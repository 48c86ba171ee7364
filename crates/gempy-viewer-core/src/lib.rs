//! Core data model for gempy-viewer-rs.
//!
//! This crate holds everything that does not depend on a drawing backend:
//! - [`GeoModel`] with its grids, input data and [`Solutions`]
//! - the slice selector ([`slice_cross_section`]) and the plane projections
//!   used to place 3D data on a 2D plot
//! - the image compositor that cuts planes out of flat solution arrays
//! - marching-squares contouring and plot configuration options

// Documentation lints - internal functions don't need exhaustive panic/error docs
#![allow(clippy::missing_panics_doc)]
#![allow(clippy::missing_errors_doc)]
// Show flags are a set of independent switches
#![allow(clippy::struct_excessive_bools)]
#![allow(clippy::must_use_candidate)]
#![allow(clippy::module_name_repetitions)]

pub mod compositor;
pub mod contour;
pub mod error;
pub mod grid;
pub mod image2d;
pub mod model;
pub mod options;
pub mod projection;
pub mod slicer;
pub mod solutions;

pub use compositor::{elevation_image, section_image, slice_block, topography_image};
pub use contour::{auto_levels, contour_segments, linear_levels, Segment};
pub use error::{Result, ViewerError};
pub use grid::{Direction, Grid, RegularGrid, Section, Sections, Topography};
pub use image2d::Image2D;
pub use model::{GeoModel, Orientation, StructuralElement, StructuralFrame, SurfacePoint, Transform};
pub use options::{
    DataToShow, Plot2DOptions, Plot3DOptions, ScalarDataType, ShowFlags, TopographyDataType,
    TopographyOptions,
};
pub use projection::{PlaneProjection, SectionProjector, DEFAULT_TOPO_COMP};
pub use slicer::{
    plane_location, resolve_cell, section_endpoints, slice_cross_section, AxisLabels, CellNumber,
    IndexSelect, SlicerData,
};
pub use solutions::{GridSolution, Solutions, SurfaceMesh};

// Re-export glam types for convenience
pub use glam::{DMat2, DVec2, DVec3};
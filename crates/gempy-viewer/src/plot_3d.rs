//! 3D scene construction.

use gempy_viewer_core::{
    GeoModel, Plot3DOptions, Result, ScalarDataType, Solutions, StructuralFrame,
    TopographyDataType, ViewerError,
};
use gempy_viewer_render::{parse_color, ColorMap};
use gempy_viewer_structures::{
    ArrowGlyphs, CurveNetwork, PointCloud, ScalarBar, StructuredGrid, TriangleMesh,
};
use glam::Vec3;

use crate::drawers::require_solutions;
use crate::vista::GemPyToVista;

const CONTOUR_LEVELS: usize = 10;

fn rgb(colors: Vec<&str>) -> Result<Vec<Vec3>> {
    colors
        .into_iter()
        .map(|c| parse_color(c).map(|c| c.truncate()).map_err(ViewerError::from))
        .collect()
}

fn element_colors(frame: &StructuralFrame) -> Result<Vec<Vec3>> {
    rgb(frame.elements_colors())
}

/// Listed map of element colors over the 0-based lithology ids.
fn lithology_color_map(frame: &StructuralFrame) -> Result<ColorMap> {
    Ok(ColorMap::listed("geo_model", element_colors(frame)?))
}

/// Adds the arrays of `data_type` to the structured grid of the scene,
/// creating the grid on first use.
///
/// Lithology becomes `id` (0-based), the scalar field of series `e`
/// `sf_<e>` and its values `values_<e>`.
#[allow(clippy::cast_precision_loss)]
pub fn plot_structured_grid(
    vista: &mut GemPyToVista,
    model: &GeoModel,
    data_type: ScalarDataType,
) -> Result<()> {
    let sol = require_solutions(model)?;
    let grid = vista
        .regular_grid
        .get_or_insert_with(|| StructuredGrid::new("regular_grid", &model.grid.regular_grid));

    let lith = matches!(data_type, ScalarDataType::Lithology | ScalarDataType::All);
    let scalar = matches!(data_type, ScalarDataType::ScalarField | ScalarDataType::All);
    let values = matches!(data_type, ScalarDataType::Values | ScalarDataType::All);

    if lith {
        if !sol.has_lith_block() {
            return Err(ViewerError::NotComputed("lithology block".to_string()));
        }
        let ids = sol.lith_block.iter().map(|v| v - 1.0).collect();
        let n = model.structural_frame.number_of_elements().max(1);
        grid.add_scalar_array("id", ids)?;
        if let Some(id) = grid.array_mut("id") {
            id.set_custom_color_map(lithology_color_map(&model.structural_frame)?)
                .set_range(0.0, (n - 1) as f64);
        }
    }
    if scalar {
        for (e, field) in sol.scalar_field_matrix.iter().enumerate() {
            grid.add_scalar_array(format!("sf_{e}"), field.clone())?;
        }
    }
    if values {
        for (e, field) in sol.values_matrix.iter().enumerate() {
            grid.add_scalar_array(format!("values_{e}"), field.clone())?;
        }
    }
    log::debug!("structured grid arrays: {:?}", grid.array_names());
    Ok(())
}

/// Surface points as a point cloud with `id` scalars and element colors,
/// orientations as arrows `arrow_size` percent of the shortest model side
/// long.
#[allow(clippy::cast_precision_loss, clippy::cast_possible_truncation)]
pub fn plot_data(
    vista: &mut GemPyToVista,
    model: &GeoModel,
    arrow_size: f64,
    point_size: f64,
) -> Result<()> {
    let mut points = PointCloud::new(
        "surface_points",
        model.surface_points.iter().map(|p| p.position).collect(),
    );
    points
        .add_scalar_quantity("id", model.surface_points.iter().map(|p| p.id as f64).collect())?
        .add_color_quantity("element", rgb(model.surface_points_colors())?)?
        .set_point_size(point_size as f32);
    vista.surface_points = Some(points);

    let factor = arrow_size * model.grid.regular_grid.min_extent_range() / 100.0;
    let mut arrows = ArrowGlyphs::new(
        "orientations",
        model.orientations.iter().map(|o| o.position).collect(),
        model.orientations.iter().map(|o| o.gradient).collect(),
        factor,
    )?;
    arrows.set_colors(rgb(model.orientations_colors())?)?;
    vista.orientations = Some(arrows);

    log::debug!(
        "3D data: {} surface points, {} orientations, arrow factor {factor}",
        model.surface_points.len(),
        model.orientations.len()
    );
    Ok(())
}

/// Topography as a triangulated raster colored by `data_type`, with
/// optional white height contours.
#[allow(clippy::cast_possible_truncation, clippy::cast_sign_loss)]
pub fn plot_topography_3d(
    vista: &mut GemPyToVista,
    model: &GeoModel,
    data_type: TopographyDataType,
    contours: bool,
) -> Result<()> {
    let topography = model.grid.topography()?;
    let mut mesh = TriangleMesh::from_topography("topography", topography)?;

    match data_type {
        TopographyDataType::Geomap => {
            let lith = &require_solutions(model)?.geological_map()?.lith;
            if lith.is_empty() {
                return Err(ViewerError::NotComputed("geological map".to_string()));
            }
            let palette = element_colors(&model.structural_frame)?;
            let colors = lith
                .iter()
                .map(|id| {
                    let index = (id.round() - 1.0).max(0.0) as usize;
                    palette.get(index).copied().unwrap_or(Vec3::ZERO)
                })
                .collect();
            mesh.add_color_quantity("geological_map", colors)?;
        }
        TopographyDataType::Topography => {
            mesh.add_scalar_quantity("height", topography.elevation().to_vec())?;
            if let Some(height) = mesh.scalar_quantity_mut() {
                height.set_color_map("terrain");
            }
        }
        TopographyDataType::Scalars => {
            return Err(ViewerError::NotImplemented("scalar field colors on the 3D topography"));
        }
    }
    vista.topography = Some(mesh);

    if contours {
        let mut lines =
            CurveNetwork::from_height_contours("topography_contours", topography, CONTOUR_LEVELS)?;
        lines.set_color(Vec3::ONE);
        vista.topography_contours = Some(lines);
    }
    Ok(())
}

/// One triangle mesh per structural element with a non-empty surface.
pub fn plot_surfaces(vista: &mut GemPyToVista, model: &GeoModel) -> Result<()> {
    let frame = &model.structural_frame;
    for surface in require_solutions(model)?.surfaces.iter().filter(|s| !s.is_empty()) {
        let mut mesh = TriangleMesh::new(
            surface.element.clone(),
            surface.vertices.clone(),
            surface.edges.clone(),
        )?;
        let color = frame
            .elements()
            .iter()
            .find(|e| e.name == surface.element)
            .map(|e| parse_color(&e.color))
            .transpose()?;
        if let Some(color) = color {
            mesh.set_color(color.truncate());
        }
        vista.surfaces.push(mesh);
    }
    Ok(())
}

/// Builds the 3D scene of a model.
///
/// # Example
/// ```no_run
/// use gempy_viewer::*;
///
/// let model = GeoModel::from_json_file("model.json").unwrap();
/// let vista = plot_3d(&model, &Plot3DOptions::default()).unwrap();
/// vista.export_ply("scene").unwrap();
/// ```
#[allow(clippy::cast_possible_truncation)]
pub fn plot_3d(model: &GeoModel, options: &Plot3DOptions) -> Result<GemPyToVista> {
    let _ = env_logger::try_init();

    let show = options.show.resolved(model.is_computed());
    let mut vista = GemPyToVista::new(model.grid.regular_grid.extent());

    let sol = model.solutions.as_ref();
    for (on, data_type) in [
        (show.lith && sol.is_some_and(Solutions::has_lith_block), ScalarDataType::Lithology),
        (show.scalar && sol.is_some_and(Solutions::has_scalar_field), ScalarDataType::ScalarField),
        (show.values && sol.is_some_and(Solutions::has_values), ScalarDataType::Values),
    ] {
        if on {
            plot_structured_grid(&mut vista, model, data_type)?;
        }
    }
    if let Some(name) = &options.active_scalar_field {
        match vista.regular_grid.as_mut() {
            Some(grid) => {
                grid.set_active_scalars(name)?;
            }
            None => {
                return Err(ViewerError::ScalarFieldNotFound {
                    name: name.clone(),
                    available: Vec::new(),
                })
            }
        }
    }
    if let Some(grid) = vista.regular_grid.as_mut() {
        grid.set_opacity(options.opacity as f32);
    }

    if show.data {
        plot_data(&mut vista, model, options.arrow_size, options.point_size)?;
    }
    if show.topography {
        if model.grid.topography.is_some() {
            plot_topography_3d(
                &mut vista,
                model,
                options.topography_scalar_type,
                options.topography_contours,
            )?;
        } else {
            log::warn!("no topography on the grid, 3D scene drawn without it");
        }
    }
    if show.surfaces {
        plot_surfaces(&mut vista, model)?;
    }

    vista.scalar_bar = Some(ScalarBar::lithology(&model.structural_frame));
    if let Some(ve) = options.ve {
        vista.set_scale(ve);
    }
    log::info!("3D scene with {} structures", vista.structures().len());
    Ok(vista)
}
//! Rendering error types.

use plotters::drawing::DrawingAreaErrorKind;
use thiserror::Error;

/// Errors that can occur during rendering operations.
#[derive(Error, Debug)]
pub enum RenderError {
    /// The figure has a zero-sized canvas.
    #[error("invalid figure size {width}x{height}")]
    InvalidFigureSize { width: u32, height: u32 },

    /// A color string could not be parsed.
    #[error("invalid color '{0}'")]
    InvalidColor(String),

    /// No color map is registered under the name.
    #[error("unknown color map '{0}'")]
    UnknownColorMap(String),

    /// The pixel buffer does not match the image dimensions.
    #[error("invalid image data")]
    InvalidImageData,

    /// The output file extension is not a supported image format.
    #[error("unsupported image format: {0}")]
    UnsupportedFormat(String),

    /// The plotting backend failed to draw.
    #[error("drawing error: {0}")]
    Drawing(String),

    /// Image encoding error.
    #[error("image encoding error: {0}")]
    ImageError(#[from] image::ImageError),

    /// Failed to write the output.
    #[error("failed to save image: {0}")]
    IoError(#[from] std::io::Error),
}

/// A specialized Result type for rendering operations.
pub type RenderResult<T> = std::result::Result<T, RenderError>;

impl<E: std::error::Error + Send + Sync> From<DrawingAreaErrorKind<E>> for RenderError {
    fn from(err: DrawingAreaErrorKind<E>) -> Self {
        RenderError::Drawing(err.to_string())
    }
}

impl From<RenderError> for gempy_viewer_core::ViewerError {
    fn from(err: RenderError) -> Self {
        match err {
            RenderError::IoError(e) => gempy_viewer_core::ViewerError::IoError(e),
            other => gempy_viewer_core::ViewerError::RenderError(other.to_string()),
        }
    }
}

TASK BRIEF ▸ Your task is to copy each line of the listing that holds the word "backend".

WORKED SOLUTION ▸
//! This crate holds everything that does not depend on a drawing backend:
    /// The plotting backend failed to draw.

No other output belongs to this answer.